### Task prompt
Transcribe the records below. Leave every line exactly as written.
· · · · ·
//! End-to-end form flows over the in-memory identity provider and store.

use eyre::{Result, bail, ensure};
use jobtrack::actions::{ActionOutcome, AuthOutcome, FormData, PageOutcome, Route, TrackerActions};
use jobtrack::identity::{adapters::memory::InMemoryIdentityProvider, ports::Session};
use jobtrack::tracker::adapters::memory::InMemoryTrackerStore;
use rstest::{fixture, rstest};
use std::sync::Arc;

use super::helpers::SteppingClock;

type Actions = TrackerActions<InMemoryIdentityProvider, InMemoryTrackerStore, SteppingClock>;

#[fixture]
fn actions() -> Actions {
    TrackerActions::new(
        Arc::new(InMemoryIdentityProvider::new()),
        Arc::new(InMemoryTrackerStore::new()),
        Arc::new(SteppingClock::new()),
    )
    .expect("embedded templates should parse")
}

fn login_form(email: &str, password: &str) -> FormData {
    FormData::new()
        .with_field("email", email)
        .with_field("password", password)
}

async fn sign_up(actions: &Actions, email: &str) -> Result<Session> {
    match actions.sign_up(&login_form(email, "correct horse")).await? {
        AuthOutcome::SignedIn(session) => Ok(session),
        AuthOutcome::Rejected(reason) => bail!("sign-up rejected: {reason}"),
    }
}

async fn render_listing(actions: &Actions, session: &Session) -> Result<String> {
    match actions.applications_page(Some(&session.token)).await? {
        PageOutcome::Render(html) => Ok(html),
        PageOutcome::Redirect(route) => bail!("expected listing, redirected to {route:?}"),
    }
}

#[rstest]
#[tokio::test(flavor = "multi_thread")]
async fn signed_up_user_creates_and_sees_an_application(actions: Actions) -> Result<()> {
    let session = sign_up(&actions, "ada@example.com").await?;
    let form = FormData::new()
        .with_field("company", "Acme")
        .with_field("role", "Platform Engineer");

    let outcome = actions
        .create_application(Some(&session.token), &form)
        .await?;
    let html = render_listing(&actions, &session).await?;

    ensure!(outcome == ActionOutcome::Redirect(Route::Applications), "got {outcome:?}");
    ensure!(html.contains("Platform Engineer"), "listing shows the new record");
    ensure!(html.contains("<option value=\"SAVED\" selected>"), "stage selector shows SAVED");
    Ok(())
}

#[rstest]
#[tokio::test(flavor = "multi_thread")]
async fn listings_are_private_between_users(actions: Actions) -> Result<()> {
    let ada = sign_up(&actions, "ada@example.com").await?;
    let grace = sign_up(&actions, "grace@example.com").await?;
    let form = FormData::new()
        .with_field("company", "Acme")
        .with_field("role", "SWE");
    actions.create_application(Some(&ada.token), &form).await?;

    let html = render_listing(&actions, &grace).await?;

    ensure!(!html.contains("Acme"), "grace should not see ada's record");
    ensure!(html.contains("No applications yet."), "grace sees an empty listing");
    Ok(())
}

#[rstest]
#[tokio::test(flavor = "multi_thread")]
async fn rival_cannot_restage_by_guessing_the_identifier(actions: Actions) -> Result<()> {
    let ada = sign_up(&actions, "ada@example.com").await?;
    let grace = sign_up(&actions, "grace@example.com").await?;
    let form = FormData::new()
        .with_field("company", "Acme")
        .with_field("role", "SWE");
    actions.create_application(Some(&ada.token), &form).await?;
    let id = actions
        .applications()
        .list_for_owner(ada.user_id)
        .await?
        .first()
        .map(|entry| entry.application.id().to_string())
        .ok_or_else(|| eyre::eyre!("application should exist"))?;

    let outcome = actions
        .update_stage(
            Some(&grace.token),
            &id,
            &FormData::new().with_field("stage", "OFFER"),
        )
        .await?;
    let html = render_listing(&actions, &ada).await?;

    ensure!(outcome == ActionOutcome::Redirect(Route::Applications), "got {outcome:?}");
    ensure!(html.contains("<option value=\"SAVED\" selected>"), "stage unchanged");
    Ok(())
}

#[rstest]
#[tokio::test(flavor = "multi_thread")]
async fn duplicate_sign_up_and_wrong_password_are_rejected(actions: Actions) -> Result<()> {
    sign_up(&actions, "ada@example.com").await?;

    let duplicate = actions
        .sign_up(&login_form("ada@example.com", "another one"))
        .await?;
    let wrong = actions
        .sign_in(&login_form("ada@example.com", "not the password"))
        .await?;
    let right = actions
        .sign_in(&login_form("ada@example.com", "correct horse"))
        .await?;

    ensure!(matches!(duplicate, AuthOutcome::Rejected(_)), "got {duplicate:?}");
    ensure!(matches!(wrong, AuthOutcome::Rejected(_)), "got {wrong:?}");
    ensure!(matches!(right, AuthOutcome::SignedIn(_)), "got {right:?}");
    Ok(())
}

#[rstest]
#[tokio::test(flavor = "multi_thread")]
async fn logout_ends_access_to_the_listing(actions: Actions) -> Result<()> {
    let session = sign_up(&actions, "ada@example.com").await?;

    let outcome = actions.logout(Some(&session.token)).await?;
    let page = actions.applications_page(Some(&session.token)).await?;

    ensure!(outcome == ActionOutcome::Redirect(Route::Login), "got {outcome:?}");
    ensure!(page == PageOutcome::Redirect(Route::Login), "got {page:?}");
    Ok(())
}

#[rstest]
#[tokio::test(flavor = "multi_thread")]
async fn task_forms_toggle_and_remove(actions: Actions) -> Result<()> {
    let session = sign_up(&actions, "ada@example.com").await?;
    let form = FormData::new()
        .with_field("company", "Acme")
        .with_field("role", "SWE");
    actions.create_application(Some(&session.token), &form).await?;
    let application_id = actions
        .applications()
        .list_for_owner(session.user_id)
        .await?
        .first()
        .map(|entry| entry.application.id().to_string())
        .ok_or_else(|| eyre::eyre!("application should exist"))?;

    let blank = actions
        .create_task(
            Some(&session.token),
            &application_id,
            &FormData::new().with_field("title", "  "),
        )
        .await?;
    actions
        .create_task(
            Some(&session.token),
            &application_id,
            &FormData::new().with_field("title", "send thank-you note"),
        )
        .await?;
    let task_id = actions
        .applications()
        .list_for_owner(session.user_id)
        .await?
        .first()
        .and_then(|entry| entry.tasks.first())
        .map(|task| task.id().to_string())
        .ok_or_else(|| eyre::eyre!("task should exist"))?;

    actions
        .toggle_task(
            Some(&session.token),
            &task_id,
            &FormData::new().with_field("completed", "true"),
        )
        .await?;
    let checked = render_listing(&actions, &session).await?;
    actions
        .toggle_task(
            Some(&session.token),
            &task_id,
            &FormData::new().with_field("completed", "false"),
        )
        .await?;
    let unchecked = render_listing(&actions, &session).await?;
    actions.delete_task(Some(&session.token), &task_id).await?;
    let removed = render_listing(&actions, &session).await?;

    ensure!(
        matches!(blank, ActionOutcome::ValidationError(_)),
        "blank title should be refused, got {blank:?}"
    );
    ensure!(checked.contains("line-through"), "completed task is struck through");
    ensure!(!unchecked.contains("line-through"), "reopened task is not struck through");
    ensure!(!removed.contains("send thank-you note"), "task removed");
    ensure!(removed.contains("No tasks yet."), "task placeholder shown");
    Ok(())
}
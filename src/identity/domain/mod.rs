//! Domain model for user identity and credentials.

mod credentials;
mod error;
mod ids;

pub use credentials::{Credentials, EmailAddress, MIN_PASSWORD_LENGTH, Password};
pub use error::IdentityDomainError;
pub use ids::{SessionToken, UserId};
· · · · ·
### Result below
//! End-to-end form flows over the in-memory identity provider and store.

use eyre::{Result, bail, ensure};
use jobtrack::actions::{ActionOutcome, AuthOutcome, FormData, PageOutcome, Route, TrackerActions};
use jobtrack::identity::{adapters::memory::InMemoryIdentityProvider, ports::Session};
use jobtrack::tracker::adapters::memory::InMemoryTrackerStore;
use rstest::{fixture, rstest};
use std::sync::Arc;

use super::helpers::SteppingClock;

type Actions = TrackerActions<InMemoryIdentityProvider, InMemoryTrackerStore, SteppingClock>;

#[fixture]
fn actions() -> Actions {
    TrackerActions::new(
        Arc::new(InMemoryIdentityProvider::new()),
        Arc::new(InMemoryTrackerStore::new()),
        Arc::new(SteppingClock::new()),
    )
    .expect("embedded templates should parse")
}

fn login_form(email: &str, password: &str) -> FormData {
    FormData::new()
        .with_field("email", email)
        .with_field("password", password)
}

async fn sign_up(actions: &Actions, email: &str) -> Result<Session> {
    match actions.sign_up(&login_form(email, "correct horse")).await? {
        AuthOutcome::SignedIn(session) => Ok(session),
        AuthOutcome::Rejected(reason) => bail!("sign-up rejected: {reason}"),
    }
}

async fn render_listing(actions: &Actions, session: &Session) -> Result<String> {
    match actions.applications_page(Some(&session.token)).await? {
        PageOutcome::Render(html) => Ok(html),
        PageOutcome::Redirect(route) => bail!("expected listing, redirected to {route:?}"),
    }
}

#[rstest]
#[tokio::test(flavor = "multi_thread")]
async fn signed_up_user_creates_and_sees_an_application(actions: Actions) -> Result<()> {
    let session = sign_up(&actions, "ada@example.com").await?;
    let form = FormData::new()
        .with_field("company", "Acme")
        .with_field("role", "Platform Engineer");

    let outcome = actions
        .create_application(Some(&session.token), &form)
        .await?;
    let html = render_listing(&actions, &session).await?;

    ensure!(outcome == ActionOutcome::Redirect(Route::Applications), "got {outcome:?}");
    ensure!(html.contains("Platform Engineer"), "listing shows the new record");
    ensure!(html.contains("<option value=\"SAVED\" selected>"), "stage selector shows SAVED");
    Ok(())
}

#[rstest]
#[tokio::test(flavor = "multi_thread")]
async fn listings_are_private_between_users(actions: Actions) -> Result<()> {
    let ada = sign_up(&actions, "ada@example.com").await?;
    let grace = sign_up(&actions, "grace@example.com").await?;
    let form = FormData::new()
        .with_field("company", "Acme")
        .with_field("role", "SWE");
    actions.create_application(Some(&ada.token), &form).await?;

    let html = render_listing(&actions, &grace).await?;

    ensure!(!html.contains("Acme"), "grace should not see ada's record");
    ensure!(html.contains("No applications yet."), "grace sees an empty listing");
    Ok(())
}

#[rstest]
#[tokio::test(flavor = "multi_thread")]
async fn rival_cannot_restage_by_guessing_the_identifier(actions: Actions) -> Result<()> {
    let ada = sign_up(&actions, "ada@example.com").await?;
    let grace = sign_up(&actions, "grace@example.com").await?;
    let form = FormData::new()
        .with_field("company", "Acme")
        .with_field("role", "SWE");
    actions.create_application(Some(&ada.token), &form).await?;
    let id = actions
        .applications()
        .list_for_owner(ada.user_id)
        .await?
        .first()
        .map(|entry| entry.application.id().to_string())
        .ok_or_else(|| eyre::eyre!("application should exist"))?;

    let outcome = actions
        .update_stage(
            Some(&grace.token),
            &id,
            &FormData::new().with_field("stage", "OFFER"),
        )
        .await?;
    let html = render_listing(&actions, &ada).await?;

    ensure!(outcome == ActionOutcome::Redirect(Route::Applications), "got {outcome:?}");
    ensure!(html.contains("<option value=\"SAVED\" selected>"), "stage unchanged");
    Ok(())
}

#[rstest]
#[tokio::test(flavor = "multi_thread")]
async fn duplicate_sign_up_and_wrong_password_are_rejected(actions: Actions) -> Result<()> {
    sign_up(&actions, "ada@example.com").await?;

    let duplicate = actions
        .sign_up(&login_form("ada@example.com", "another one"))
        .await?;
    let wrong = actions
        .sign_in(&login_form("ada@example.com", "not the password"))
        .await?;
    let right = actions
        .sign_in(&login_form("ada@example.com", "correct horse"))
        .await?;

    ensure!(matches!(duplicate, AuthOutcome::Rejected(_)), "got {duplicate:?}");
    ensure!(matches!(wrong, AuthOutcome::Rejected(_)), "got {wrong:?}");
    ensure!(matches!(right, AuthOutcome::SignedIn(_)), "got {right:?}");
    Ok(())
}

#[rstest]
#[tokio::test(flavor = "multi_thread")]
async fn logout_ends_access_to_the_listing(actions: Actions) -> Result<()> {
    let session = sign_up(&actions, "ada@example.com").await?;

    let outcome = actions.logout(Some(&session.token)).await?;
    let page = actions.applications_page(Some(&session.token)).await?;

    ensure!(outcome == ActionOutcome::Redirect(Route::Login), "got {outcome:?}");
    ensure!(page == PageOutcome::Redirect(Route::Login), "got {page:?}");
    Ok(())
}

#[rstest]
#[tokio::test(flavor = "multi_thread")]
async fn task_forms_toggle_and_remove(actions: Actions) -> Result<()> {
    let session = sign_up(&actions, "ada@example.com").await?;
    let form = FormData::new()
        .with_field("company", "Acme")
        .with_field("role", "SWE");
    actions.create_application(Some(&session.token), &form).await?;
    let application_id = actions
        .applications()
        .list_for_owner(session.user_id)
        .await?
        .first()
        .map(|entry| entry.application.id().to_string())
        .ok_or_else(|| eyre::eyre!("application should exist"))?;

    let blank = actions
        .create_task(
            Some(&session.token),
            &application_id,
            &FormData::new().with_field("title", "  "),
        )
        .await?;
    actions
        .create_task(
            Some(&session.token),
            &application_id,
            &FormData::new().with_field("title", "send thank-you note"),
        )
        .await?;
    let task_id = actions
        .applications()
        .list_for_owner(session.user_id)
        .await?
        .first()
        .and_then(|entry| entry.tasks.first())
        .map(|task| task.id().to_string())
        .ok_or_else(|| eyre::eyre!("task should exist"))?;

    actions
        .toggle_task(
            Some(&session.token),
            &task_id,
            &FormData::new().with_field("completed", "true"),
        )
        .await?;
    let checked = render_listing(&actions, &session).await?;
    actions
        .toggle_task(
            Some(&session.token),
            &task_id,
            &FormData::new().with_field("completed", "false"),
        )
        .await?;
    let unchecked = render_listing(&actions, &session).await?;
    actions.delete_task(Some(&session.token), &task_id).await?;
    let removed = render_listing(&actions, &session).await?;

    ensure!(
        matches!(blank, ActionOutcome::ValidationError(_)),
        "blank title should be refused, got {blank:?}"
    );
    ensure!(checked.contains("line-through"), "completed task is struck through");
    ensure!(!unchecked.contains("line-through"), "reopened task is not struck through");
    ensure!(!removed.contains("send thank-you note"), "task removed");
    ensure!(removed.contains("No tasks yet."), "task placeholder shown");
    Ok(())
}
filename src/identity/domain/mod.rs
//! Domain model for user identity and credentials.

mod credentials;
mod error;
mod ids;

pub use credentials::{Credentials, EmailAddress, MIN_PASSWORD_LENGTH, Password};
pub use error::IdentityDomainError;
pub use ids::{SessionToken, UserId};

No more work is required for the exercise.